F. de Goey’s Consuls and the Institutions of Global Capitalism

Ferry de Goey’s 2014 book, Consuls and the Institutions of Global Capitalism, 1783-1914, was published in the Perspectives in Economic and Social History series from the London-based Pickering & Chatto. It offers a comparison of the British, German, US, and Dutch consular services in the Americas, Africa, the Middle East, and East Asia. Brief case studies of particular consuls make up most of the chapters, and there is considerable emphasis on the first half of the nineteenth century.

De Goey points out that consuls as a whole have an ambiguous record when it comes to generating international trade, but they did facilitate the growth of capitalism by concentrating a wide variety of state functions in one flexible and inexpensive office.

B. Whelan’s American Government in Ireland

Bernadette Whelan’s 2010 book from Manchester University Press, American Government in Ireland, 1790-1913: A History of the US Consular Service, provides a detailed, analytical account of the consuls who represented the United States in Ireland in the long nineteenth century. The consuls’ roles in the US Civil War, immigration and naturalization, and Irish nationalism feature prominently.

Ulbert and Prijic’s Consulship in the 19th Century

Jörg Ulbert and Lukian Prijac, eds., Consuls et Services Consulaires Au XIXe Siecle = Die Welt Der Konsulate Im 19. Jahrhundert = Consulship in the 19th Century (Hamburg: DOBU, Dokumentation & Buch, 2010).

The volume contains an overview of the US Consular Service that emphasizes reform and professionalization: Christoph Strupp, “Das US-amerikanische Konsularwesen im 19. Jarhundert” (218-33).

The thirty-four other essays in the volume include overviews of several services, as well as more focused studies. A few of the essays are in English; most are in French or German.

T. G. Paterson’s “American Businessmen”

Thomas G. Paterson’s 1966 article “American Businessmen and Consular Service Reform, 1890’s-1906” appeared in the January 1966 issue of Business History Review (vol. 40, no. 1, pages 77-97).

Reform-minded officials at the State Department in Washington generally welcomed the assistance of American businessmen in lobbying Congress for consular service reform. The 1906 reform introduced an inspection system and provided salaries for consuls and consuls general. Consular agents continued to work for fees, but after the reform, agents began to be phased out.

R. Kark’s American Consuls in the Holy Land

Ruth Kark’s 1994 book from Magnes Press of Hebrew University and Wayne State University Press, American Consuls in the Holy Land is one of the few book-length treatments of US consuls in a particular part of the world. In the Ottoman Empire, the capitulation system operated, giving consuls extraterritoriality, which meant that, in addition to regular consular duties, they also operated courts and jails for US citizens. Similar systems operated in China and Japan as well.

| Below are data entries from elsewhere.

use figment::{
    providers::{Env, Serialized},
    Figment, Provider,
};

use super::{types::Config, ConfigError};

/// Prefix of environment variables overriding the built-in defaults
pub const ENV_PREFIX: &str = "HINTSORT_";

/// Load configuration: built-in defaults with environment variable overrides.
///
/// Nested keys use a double underscore, e.g. `HINTSORT_PLACER__BUFFER_SIZE`.
pub fn load_config() -> Result<Config, ConfigError> {
    load_config_from(Env::prefixed(ENV_PREFIX).split("__"))
}

/// Load configuration from defaults merged with `provider` (useful for testing)
pub fn load_config_from<P: Provider>(provider: P) -> Result<Config, ConfigError> {
    Figment::from(Serialized::defaults(Config::default()))
        .merge(provider)
        .extract()
        .map_err(|e| ConfigError::ParseError(e.to_string()))
}

#[cfg(test)]
mod tests {
    use super::*;
    use std::path::PathBuf;

    #[test]
    fn test_load_without_overrides_uses_defaults() {
        let config = load_config_from(Serialized::defaults(Config::default())).unwrap();
        assert_eq!(config, Config::default());
    }

    #[test]
    fn test_load_with_override() {
        let config =
            load_config_from(Serialized::default("project_dir", "/srv/project")).unwrap();
        assert_eq!(config.project_dir, PathBuf::from("/srv/project"));
        assert_eq!(config.source_dir, PathBuf::from("./downloaded_files"));
    }

    #[test]
    fn test_load_with_nested_override() {
        let config = load_config_from(Serialized::default("placer.buffer_size", 1024)).unwrap();
        assert_eq!(config.placer.buffer_size, 1024);
        assert!(config.placer.reject_parent_segments);
    }

    #[test]
    fn test_load_with_invalid_type_fails() {
        let result = load_config_from(Serialized::default("placer.buffer_size", "lots"));
        assert!(matches!(result, Err(ConfigError::ParseError(_))));
    }
}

Walter Burges Smith’s Dataset

In 1986, US Foreign Service Office Walter Burges Smith created a database of US diplomats and consuls who served between 1776 and 1865 and wrote a book interpreting the results and commenting on the source base.

Here’s the full citation:

Walter Burges Smith, America’s Diplomats and Consuls of 1776-1865: A Geographic and Biographic Directory of the Foreign Service from the Declaration of Independence to the End of the Civil War (Arlington VA: Center for the Study of Foreign Affairs, 1986).

The book is available as a free PDF via the Hathi Trust.

C. S. Kennedy’s The American Consul

Scholarship directly focused on the US Consular Service is in short supply. The main book is Charles Stuart Kennedy’s The American Consul: A History of the United States Consular Service, 1776-1914, originally published in 1990 by Greenwood Press. It is now out in a revised second edition that takes the story to 1924; that version was published in 2015 by New Academia Publishing.

Kennedy, a former US Foreign Service officer, provides an account of the institution’s divided temporally and geographically. It focuses on the issue of professionalization and provides many vignettes featuring some of the most famous — or, indeed, infamous — US consuls, such as Nathaniel Hawthorne and James Fenimore Cooper.